**What is needed**
The data should be restated word for word, in full.

**Given information**
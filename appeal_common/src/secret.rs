use std::{
    fmt,
    fmt::{Debug, Display},
};

/// Wraps configuration values (API keys, signing secrets) so that they never leak into logs.
#[derive(Clone, Default)]
pub struct Secret<T>
where T: Clone + Default
{
    value: T,
}

impl<T: Clone + Default> Secret<T> {
    pub fn new(value: T) -> Self {
        Self { value }
    }

    pub fn reveal(&self) -> &T {
        &self.value
    }
}

impl Secret<String> {
    /// True if the secret holds a non-blank value.
    pub fn is_set(&self) -> bool {
        !self.value.trim().is_empty()
    }
}

impl<T: Clone + Default> From<T> for Secret<T> {
    fn from(value: T) -> Self {
        Self::new(value)
    }
}

impl<T: Clone + Default> Debug for Secret<T> {
    fn fmt(&self, f: &mut fmt::Formatter<'_>) -> fmt::Result {
        f.write_str("****")
    }
}

impl<T: Clone + Default> Display for Secret<T> {
    fn fmt(&self, f: &mut fmt::Formatter<'_>) -> fmt::Result {
        f.write_str("****")
    }
}

#[cfg(test)]
mod test {
    use super::*;

    #[test]
    fn secrets_are_masked() {
        let s = Secret::new("sk_live_123".to_string());
        assert_eq!(format!("{s}"), "****");
        assert_eq!(format!("{s:?}"), "****");
        assert_eq!(s.reveal(), "sk_live_123");
        assert!(s.is_set());
        assert!(!Secret::new("  ".to_string()).is_set());
    }
}
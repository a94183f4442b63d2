use crate::{
    db_types::{Lead, LeadId, NewLead},
    traits::StoreError,
};

#[allow(async_fn_in_trait)]
pub trait LeadManagement {
    async fn insert_lead(&self, lead: NewLead) -> Result<Lead, StoreError>;

    async fn fetch_lead(&self, id: &LeadId) -> Result<Option<Lead>, StoreError>;

    /// Stamps the opt-in confirmation time if the lead has not been confirmed before. Returns the lead as stored
    /// afterwards, or `None` if it does not exist.
    async fn confirm_lead(&self, id: &LeadId) -> Result<Option<Lead>, StoreError>;
}
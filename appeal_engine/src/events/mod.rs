mod channel;
mod event_types;
mod hooks;

#[cfg(feature = "sqlite")]
mod audit_sink;

#[cfg(feature = "sqlite")]
pub use audit_sink::sqlite_audit_sink;
pub use channel::{EventHandler, EventProducer, Handler};
pub use event_types::*;
pub use hooks::{EventHandlers, EventHooks, EventProducers};
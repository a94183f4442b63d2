use crate::{db_types::SystemConfigEntry, traits::StoreError};

/// The key/value table behind [`crate::SystemConfig`]. It is administered out-of-band; the engine only reads it.
#[allow(async_fn_in_trait)]
pub trait SystemConfigStore {
    async fn fetch_system_config_entries(&self) -> Result<Vec<SystemConfigEntry>, StoreError>;

    async fn upsert_system_config(&self, key: &str, value: &str) -> Result<(), StoreError>;
}
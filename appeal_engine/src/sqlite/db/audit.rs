use chrono::{DateTime, Utc};
use sqlx::SqliteConnection;

use crate::db_types::{AuditEntityType, AuditEvent, NewAuditEvent};

pub async fn insert(event: NewAuditEvent, conn: &mut SqliteConnection) -> Result<AuditEvent, sqlx::Error> {
    let event = sqlx::query_as(
        r#"
            INSERT INTO audit_events (user_id, event_type, entity_type, entity_id, ip, user_agent, created_at)
            VALUES ($1, $2, $3, $4, $5, $6, $7)
            RETURNING *;
        "#,
    )
    .bind(event.user_id)
    .bind(event.event_type)
    .bind(event.entity_type)
    .bind(event.entity_id)
    .bind(event.ip)
    .bind(event.user_agent)
    .bind(event.created_at)
    .fetch_all(conn)
    .await?
    .pop()
    .ok_or(sqlx::Error::RowNotFound)?;
    Ok(event)
}

pub async fn count_for_ip(
    ip: &str,
    since: DateTime<Utc>,
    until: DateTime<Utc>,
    conn: &mut SqliteConnection,
) -> Result<i64, sqlx::Error> {
    let count: i64 =
        sqlx::query_scalar("SELECT COUNT(*) FROM audit_events WHERE ip = $1 AND created_at >= $2 AND created_at < $3")
            .bind(ip)
            .bind(since)
            .bind(until)
            .fetch_one(conn)
            .await?;
    Ok(count)
}

pub async fn fetch_for_entity(
    entity_type: AuditEntityType,
    entity_id: &str,
    conn: &mut SqliteConnection,
) -> Result<Vec<AuditEvent>, sqlx::Error> {
    let events = sqlx::query_as("SELECT * FROM audit_events WHERE entity_type = $1 AND entity_id = $2 ORDER BY id ASC")
        .bind(entity_type)
        .bind(entity_id)
        .fetch_all(conn)
        .await?;
    Ok(events)
}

**Task answer**
filename appeal_common/src/secret.rs
use std::{
    fmt,
    fmt::{Debug, Display},
};

/// Wraps configuration values (API keys, signing secrets) so that they never leak into logs.
#[derive(Clone, Default)]
pub struct Secret<T>
where T: Clone + Default
{
    value: T,
}

impl<T: Clone + Default> Secret<T> {
    pub fn new(value: T) -> Self {
        Self { value }
    }

    pub fn reveal(&self) -> &T {
        &self.value
    }
}

impl Secret<String> {
    /// True if the secret holds a non-blank value.
    pub fn is_set(&self) -> bool {
        !self.value.trim().is_empty()
    }
}

impl<T: Clone + Default> From<T> for Secret<T> {
    fn from(value: T) -> Self {
        Self::new(value)
    }
}

impl<T: Clone + Default> Debug for Secret<T> {
    fn fmt(&self, f: &mut fmt::Formatter<'_>) -> fmt::Result {
        f.write_str("****")
    }
}

impl<T: Clone + Default> Display for Secret<T> {
    fn fmt(&self, f: &mut fmt::Formatter<'_>) -> fmt::Result {
        f.write_str("****")
    }
}

#[cfg(test)]
mod test {
    use super::*;

    #[test]
    fn secrets_are_masked() {
        let s = Secret::new("sk_live_123".to_string());
        assert_eq!(format!("{s}"), "****");
        assert_eq!(format!("{s:?}"), "****");
        assert_eq!(s.reveal(), "sk_live_123");
        assert!(s.is_set());
        assert!(!Secret::new("  ".to_string()).is_set());
    }
}
repository a94183f4442b63d2
use crate::{
    db_types::{Lead, LeadId, NewLead},
    traits::StoreError,
};

#[allow(async_fn_in_trait)]
pub trait LeadManagement {
    async fn insert_lead(&self, lead: NewLead) -> Result<Lead, StoreError>;

    async fn fetch_lead(&self, id: &LeadId) -> Result<Option<Lead>, StoreError>;

    /// Stamps the opt-in confirmation time if the lead has not been confirmed before. Returns the lead as stored
    /// afterwards, or `None` if it does not exist.
    async fn confirm_lead(&self, id: &LeadId) -> Result<Option<Lead>, StoreError>;
}
filename appeal_engine/src/events/mod.rs
mod channel;
mod event_types;
mod hooks;

#[cfg(feature = "sqlite")]
mod audit_sink;

#[cfg(feature = "sqlite")]
pub use audit_sink::sqlite_audit_sink;
pub use channel::{EventHandler, EventProducer, Handler};
pub use event_types::*;
pub use hooks::{EventHandlers, EventHooks, EventProducers};
repository a94183f4442b63d2
use crate::{db_types::SystemConfigEntry, traits::StoreError};

/// The key/value table behind [`crate::SystemConfig`]. It is administered out-of-band; the engine only reads it.
#[allow(async_fn_in_trait)]
pub trait SystemConfigStore {
    async fn fetch_system_config_entries(&self) -> Result<Vec<SystemConfigEntry>, StoreError>;

    async fn upsert_system_config(&self, key: &str, value: &str) -> Result<(), StoreError>;
}
filename appeal_engine/src/sqlite/db/audit.rs
use chrono::{DateTime, Utc};
use sqlx::SqliteConnection;

use crate::db_types::{AuditEntityType, AuditEvent, NewAuditEvent};

pub async fn insert(event: NewAuditEvent, conn: &mut SqliteConnection) -> Result<AuditEvent, sqlx::Error> {
    let event = sqlx::query_as(
        r#"
            INSERT INTO audit_events (user_id, event_type, entity_type, entity_id, ip, user_agent, created_at)
            VALUES ($1, $2, $3, $4, $5, $6, $7)
            RETURNING *;
        "#,
    )
    .bind(event.user_id)
    .bind(event.event_type)
    .bind(event.entity_type)
    .bind(event.entity_id)
    .bind(event.ip)
    .bind(event.user_agent)
    .bind(event.created_at)
    .fetch_all(conn)
    .await?
    .pop()
    .ok_or(sqlx::Error::RowNotFound)?;
    Ok(event)
}

pub async fn count_for_ip(
    ip: &str,
    since: DateTime<Utc>,
    until: DateTime<Utc>,
    conn: &mut SqliteConnection,
) -> Result<i64, sqlx::Error> {
    let count: i64 =
        sqlx::query_scalar("SELECT COUNT(*) FROM audit_events WHERE ip = $1 AND created_at >= $2 AND created_at < $3")
            .bind(ip)
            .bind(since)
            .bind(until)
            .fetch_one(conn)
            .await?;
    Ok(count)
}

pub async fn fetch_for_entity(
    entity_type: AuditEntityType,
    entity_id: &str,
    conn: &mut SqliteConnection,
) -> Result<Vec<AuditEvent>, sqlx::Error> {
    let events = sqlx::query_as("SELECT * FROM audit_events WHERE entity_type = $1 AND entity_id = $2 ORDER BY id ASC")
        .bind(entity_type)
        .bind(entity_id)
        .fetch_all(conn)
        .await?;
    Ok(events)
}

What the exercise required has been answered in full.